//! The scene-owned entity: an identity plus a bag of components.

use engine_component::{Bag, Component, ComponentHandle, EntityId, Tag};
use tracing::debug;
use uuid::Uuid;

/// The smallest addressable unit of scene state.
///
/// Entities are only constructed by [`Scene`](crate::Scene), which keeps
/// ownership; callers work with `&mut Entity` borrows or [`EntityId`] handles.
/// The component bag always exists but may be empty.
#[derive(Debug)]
pub struct Entity {
    id: EntityId,
    uuid: Uuid,
    name: Option<String>,
    components: Bag,
}

impl Entity {
    pub(crate) fn new(id: EntityId, uuid: Uuid, name: Option<String>) -> Self {
        Self {
            id,
            uuid,
            name,
            components: Bag::new(id),
        }
    }

    /// Returns the scene-local handle of this entity.
    #[must_use]
    pub fn id(&self) -> EntityId {
        self.id
    }

    /// Returns the globally unique identifier of this entity.
    #[must_use]
    pub fn uuid(&self) -> Uuid {
        self.uuid
    }

    /// Returns the name the entity was registered under, if any.
    #[must_use]
    pub fn name(&self) -> Option<&str> {
        self.name.as_deref()
    }

    pub(crate) fn set_name(&mut self, name: String) {
        if let Some(tag) = self.components.find_mut::<Tag>() {
            tag.name.clone_from(&name);
        }
        self.name = Some(name);
    }

    /// Returns the entity's component bag.
    #[must_use]
    pub fn components(&self) -> &Bag {
        &self.components
    }

    /// Returns the entity's [`Tag`] component, if still attached.
    #[must_use]
    pub fn tag(&self) -> Option<&Tag> {
        self.components.find::<Tag>()
    }

    /// Attach a component and return the entity for chaining.
    pub fn attach<T: Component>(&mut self, component: T) -> &mut Self {
        let _ = self.insert(component);
        self
    }

    /// Attach a component and return the handle needed to detach it later.
    pub fn insert<T: Component>(&mut self, component: T) -> ComponentHandle {
        let handle = self.components.add(component);
        debug!(entity = %self.id, component = T::type_name(), %handle, "attached component");
        handle
    }

    /// Detach the component addressed by `handle`. Detaching a component that
    /// is not attached changes nothing.
    pub fn detach(&mut self, handle: ComponentHandle) -> &mut Self {
        if self.components.remove(handle) {
            debug!(entity = %self.id, %handle, "detached component");
        }
        self
    }

    /// Detach the component addressed by `handle` and return it, if it is a `T`.
    pub fn take<T: Component>(&mut self, handle: ComponentHandle) -> Option<T> {
        self.components.take(handle)
    }

    /// Release every component. Calling this again is a no-op.
    ///
    /// The entity stays registered with its scene; use
    /// [`Scene::destroy_entity`](crate::Scene::destroy_entity) for full teardown.
    pub fn destroy(&mut self) -> &mut Self {
        if !self.components.is_empty() {
            debug!(entity = %self.id, released = self.components.len(), "released components");
            self.components.clear();
        }
        self
    }

    /// Returns the first component of type `T`, if any.
    #[must_use]
    pub fn get<T: Component>(&self) -> Option<&T> {
        self.components.find()
    }

    /// Returns a mutable reference to the first component of type `T`, if any.
    #[must_use]
    pub fn get_mut<T: Component>(&mut self) -> Option<&mut T> {
        self.components.find_mut()
    }

    /// Returns `true` if a component of type `T` is attached.
    #[must_use]
    pub fn has<T: Component>(&self) -> bool {
        self.components.has::<T>()
    }

    /// Returns `true` if the entity holds no components.
    #[must_use]
    pub fn is_empty(&self) -> bool {
        self.components.is_empty()
    }
}

#[cfg(test)]
mod tests {
    use super::*;

    #[derive(Debug, Clone, Copy, PartialEq)]
    struct Health(f32);

    impl Component for Health {
        fn type_name() -> &'static str {
            "Health"
        }
    }

    #[derive(Debug, Clone, Copy, PartialEq)]
    struct Armor(u32);

    impl Component for Armor {
        fn type_name() -> &'static str {
            "Armor"
        }
    }

    fn entity() -> Entity {
        let mut e = Entity::new(EntityId::from_raw(1), Uuid::new_v4(), Some("Player".into()));
        e.attach(Tag::new("Player"));
        e
    }

    fn type_names(e: &Entity) -> Vec<&'static str> {
        let mut names: Vec<_> = e.components().type_names().collect();
        names.sort_unstable();
        names
    }

    #[test]
    fn test_attach_chains_on_same_entity() {
        let mut e = entity();
        let id = e.attach(Health(10.0)).attach(Armor(3)).id();
        assert_eq!(id, e.id());
        assert_eq!(e.components().len(), 3);
        assert!(e.has::<Health>());
        assert!(e.has::<Armor>());
    }

    #[test]
    fn test_attach_detach_round_trip() {
        let mut e = entity();
        let before = type_names(&e);

        let h = e.insert(Health(5.0));
        e.detach(h);

        assert_eq!(type_names(&e), before);
    }

    #[test]
    fn test_detach_never_attached_is_noop() {
        let mut e = entity();
        let mut other = Entity::new(EntityId::from_raw(2), Uuid::new_v4(), None);
        let foreign = other.insert(Health(1.0));

        e.detach(foreign).detach(foreign);
        assert_eq!(e.components().len(), 1);
        assert_eq!(other.components().len(), 1);
    }

    #[test]
    fn test_destroy_is_idempotent() {
        let mut e = entity();
        e.attach(Health(1.0)).attach(Health(2.0));
        assert_eq!(e.components().len(), 3);

        e.destroy();
        assert!(e.is_empty());
        e.destroy();
        assert!(e.is_empty());
        assert_eq!(e.name(), Some("Player"));
    }

    #[test]
    fn test_get_and_take() {
        let mut e = entity();
        let h = e.insert(Health(8.0));
        if let Some(health) = e.get_mut::<Health>() {
            health.0 -= 3.0;
        }
        assert_eq!(e.get::<Health>(), Some(&Health(5.0)));
        assert_eq!(e.take::<Health>(h), Some(Health(5.0)));
        assert!(!e.has::<Health>());
    }

    #[test]
    fn test_set_name_updates_tag() {
        let mut e = entity();
        e.set_name("Hero".to_string());
        assert_eq!(e.name(), Some("Hero"));
        assert_eq!(e.tag().map(|t| t.name.as_str()), Some("Hero"));
    }
}
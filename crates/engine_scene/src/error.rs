//! Scene-level error types.

use engine_component::EntityId;
use uuid::Uuid;

/// Errors returned by [`Scene`](crate::Scene) lookups and registrations.
#[derive(Debug, Clone, PartialEq, thiserror::Error)]
pub enum SceneError {
    /// No entity is registered under this name.
    #[error("no entity named '{0}'")]
    NotFound(String),

    /// Another entity is already registered under this name.
    #[error("an entity named '{0}' already exists")]
    DuplicateName(String),

    /// Another entity already carries this UUID.
    #[error("an entity with uuid {0} already exists")]
    DuplicateUuid(Uuid),

    /// The handle does not resolve to a live entity in this scene.
    #[error("{0} is not registered in this scene")]
    UnknownEntity(EntityId),

    /// Every entity ID this scene can hand out has been used.
    #[error("scene has run out of entity ids")]
    IdsExhausted,

    /// A runner rate is zero, negative, or not finite.
    #[error("{field} must be a positive finite rate, got {rate}")]
    InvalidRate { field: &'static str, rate: f64 },
}
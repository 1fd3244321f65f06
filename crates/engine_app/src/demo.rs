//! The demo scene: a stationary player, a line of enemies walking into it,
//! and a pickup trigger on their path.

use anyhow::{Context, Result};
use engine_component::EntityId;
use engine_math::{Transform3D, Vec3};
use engine_scene::{Scene, SceneConfig, SceneRunner};
use tracing::{debug, info};

use crate::components::{Collider, Health, Velocity};
use crate::contacts::ContactTracker;
use crate::scripts::Actor;

const PLAYER_HEALTH: f32 = 300.0;
const ENEMY_HEALTH: f32 = 50.0;
const ENEMY_SPACING: f32 = 2.0;
const ENEMY_SPEED: f32 = 1.0;

/// Build the demo scene with `enemies` enemies named `Enemy1..=EnemyN`.
pub fn build_scene(name: &str, enemies: u32) -> Result<Scene> {
    let mut scene = Scene::new(SceneConfig::new(name).with_capacity(enemies as usize + 2));

    let player = scene
        .create_entity("Player")
        .context("failed to create player")?
        .attach(Transform3D::default())
        .attach(Velocity::default())
        .attach(Health::full(PLAYER_HEALTH))
        .attach(Collider::solid(0.5))
        .id();
    scene.attach_script(player, Actor::default())?;

    for n in 1..=enemies {
        let x = ENEMY_SPACING * n as f32;
        let enemy = scene
            .create_entity(format!("Enemy{n}"))
            .with_context(|| format!("failed to create enemy {n}"))?
            .attach(Transform3D::from_position(Vec3::new(x, 0.0, 0.0)))
            .attach(Velocity::new(-ENEMY_SPEED, 0.0, 0.0))
            .attach(Health::full(ENEMY_HEALTH))
            .attach(Collider::solid(0.5))
            .id();
        scene.attach_script(enemy, Actor::default())?;
    }

    scene
        .create_entity("Pickup")
        .context("failed to create pickup")?
        .attach(Transform3D::from_position(Vec3::new(1.5, 0.0, 0.0)))
        .attach(Collider::trigger(0.25));

    info!(scene = name, entities = scene.entity_count(), "demo scene built");
    Ok(scene)
}

/// A runner plus contact tracking after each physics step and reaping after
/// each frame.
#[derive(Debug)]
pub struct Simulation {
    runner: SceneRunner,
    tracker: ContactTracker,
    contacts: u64,
    destroyed: Vec<String>,
}

impl Simulation {
    #[must_use]
    pub fn new(runner: SceneRunner) -> Self {
        Self {
            runner,
            tracker: ContactTracker::new(),
            contacts: 0,
            destroyed: Vec::new(),
        }
    }

    #[must_use]
    pub fn runner(&self) -> &SceneRunner {
        &self.runner
    }

    #[must_use]
    pub fn scene(&self) -> &Scene {
        self.runner.scene()
    }

    /// Returns the number of contact events delivered to scripts.
    #[must_use]
    pub fn contacts(&self) -> u64 {
        self.contacts
    }

    /// Returns the names of entities removed for running out of health, in
    /// removal order.
    #[must_use]
    pub fn destroyed(&self) -> &[String] {
        &self.destroyed
    }

    #[must_use]
    pub fn into_runner(self) -> SceneRunner {
        self.runner
    }

    /// Advance one frame, resolving contacts after every physics step, then
    /// remove dead entities.
    pub fn step(&mut self, dt: f64) -> Result<()> {
        let tracker = &mut self.tracker;
        let contacts = &mut self.contacts;
        let steps = self.runner.frame_step_with(dt, |scene, time| {
            let events = tracker.step(scene);
            if !events.is_empty() {
                debug!(
                    step = time.frame,
                    events = events.len(),
                    active_pairs = tracker.active_pairs(),
                    "contacts resolved"
                );
            }
            for event in &events {
                if scene.dispatch_contact(event.kind, event.phase, &event.collision) {
                    *contacts += 1;
                }
            }
        });
        if steps == 0 {
            return Ok(());
        }

        self.reap()
    }

    /// Run `frames` frames of `dt` seconds, stopping early if the runner is
    /// stopped.
    pub fn run(&mut self, frames: u64, dt: f64) -> Result<()> {
        for _ in 0..frames {
            if !self.runner.is_running() {
                break;
            }
            self.step(dt)?;
        }
        Ok(())
    }

    fn reap(&mut self) -> Result<()> {
        let scene = self.runner.scene_mut();
        let dead: Vec<EntityId> = scene
            .iter()
            .filter(|entity| entity.get::<Health>().is_some_and(|h| !h.is_alive()))
            .map(|entity| entity.id())
            .collect();

        for id in dead {
            let entity = scene.destroy_entity(id)?;
            let name = entity.name().unwrap_or_default().to_owned();
            debug!(entity = %id, name = %name, "entity died");
            self.destroyed.push(name);
        }
        Ok(())
    }
}

#[cfg(test)]
mod tests {
    use engine_scene::RunnerConfig;

    use super::*;

    #[test]
    fn test_build_scene() {
        let scene = build_scene("Test", 2).unwrap();
        assert_eq!(scene.entity_count(), 4);
        assert!(scene.contains("Player"));
        assert!(scene.contains("Enemy1"));
        assert!(scene.contains("Enemy2"));
        assert!(!scene.contains("Enemy3"));

        let pickup = scene.get_entity("Pickup").unwrap();
        assert!(pickup.get::<Collider>().unwrap().trigger);
        assert!(!scene.has_script(pickup.id()));

        let enemy = scene.get_entity("Enemy2").unwrap();
        let x = enemy.get::<Transform3D>().unwrap().position.x;
        assert_eq!(x, 4.0);
    }

    #[test]
    fn test_enemies_die_on_player() {
        let scene = build_scene("Test", 2).unwrap();
        let mut sim = Simulation::new(SceneRunner::new(scene, RunnerConfig::default()).unwrap());

        // Five simulated seconds: both enemies reach the player and wear out.
        sim.run(300, 1.0 / 60.0).unwrap();

        assert_eq!(sim.destroyed(), ["Enemy1", "Enemy2"]);
        assert!(sim.contacts() > 0);

        let scene = sim.scene();
        assert!(!scene.contains("Enemy1"));
        assert!(scene.contains("Player"));
        let player = scene.get_entity("Player").unwrap();
        let hp = player.get::<Health>().unwrap().current;
        assert!(hp > 0.0 && hp < PLAYER_HEALTH);
    }

    #[test]
    fn test_contacts_resolve_every_physics_step() {
        let mut scene = Scene::default();
        let mut spawn = |name: &str, x: f32| {
            let id = scene
                .create_entity(name)
                .unwrap()
                .attach(Transform3D::from_position(Vec3::new(x, 0.0, 0.0)))
                .attach(Health::full(100.0))
                .attach(Collider::solid(0.5))
                .id();
            scene.attach_script(id, Actor::default()).unwrap();
        };
        spawn("Left", 0.0);
        spawn("Right", 0.5);

        let config = RunnerConfig::new(60.0, 10.0).unwrap();
        let mut sim = Simulation::new(SceneRunner::new(scene, config).unwrap());
        // 0.35 s at 10 Hz is three physics steps: one enter, then two stays.
        sim.step(0.35).unwrap();

        assert_eq!(sim.runner().physics_step(), 3);
        assert_eq!(sim.contacts(), 6);
        let hp = sim
            .scene()
            .get_entity("Left")
            .unwrap()
            .get::<Health>()
            .unwrap()
            .current;
        assert_eq!(hp, 78.0);
    }

    #[test]
    fn test_paused_simulation_is_frozen() {
        let scene = build_scene("Test", 1).unwrap();
        let mut runner = SceneRunner::new(scene, RunnerConfig::default()).unwrap();
        runner.pause();
        let mut sim = Simulation::new(runner);
        sim.run(120, 1.0 / 60.0).unwrap();

        assert_eq!(sim.runner().frame(), 0);
        let enemy = sim.scene().get_entity("Enemy1").unwrap();
        assert_eq!(enemy.get::<Transform3D>().unwrap().position.x, 2.0);
    }
}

▸ Goal of the exercise:
Looking at the data above, return every line from the one with "use tracing::debug;" down to the one with "pub fn tag(&self)", exactly and inclusively.

▸ Expected answer:
use tracing::debug;
use uuid::Uuid;

/// The smallest addressable unit of scene state.
///
/// Entities are only constructed by [`Scene`](crate::Scene), which keeps
/// ownership; callers work with `&mut Entity` borrows or [`EntityId`] handles.
/// The component bag always exists but may be empty.
#[derive(Debug)]
pub struct Entity {
    id: EntityId,
    uuid: Uuid,
    name: Option<String>,
    components: Bag,
}

impl Entity {
    pub(crate) fn new(id: EntityId, uuid: Uuid, name: Option<String>) -> Self {
        Self {
            id,
            uuid,
            name,
            components: Bag::new(id),
        }
    }

    /// Returns the scene-local handle of this entity.
    #[must_use]
    pub fn id(&self) -> EntityId {
        self.id
    }

    /// Returns the globally unique identifier of this entity.
    #[must_use]
    pub fn uuid(&self) -> Uuid {
        self.uuid
    }

    /// Returns the name the entity was registered under, if any.
    #[must_use]
    pub fn name(&self) -> Option<&str> {
        self.name.as_deref()
    }

    pub(crate) fn set_name(&mut self, name: String) {
        if let Some(tag) = self.components.find_mut::<Tag>() {
            tag.name.clone_from(&name);
        }
        self.name = Some(name);
    }

    /// Returns the entity's component bag.
    #[must_use]
    pub fn components(&self) -> &Bag {
        &self.components
    }

    /// Returns the entity's [`Tag`] component, if still attached.
    #[must_use]
    pub fn tag(&self) -> Option<&Tag> {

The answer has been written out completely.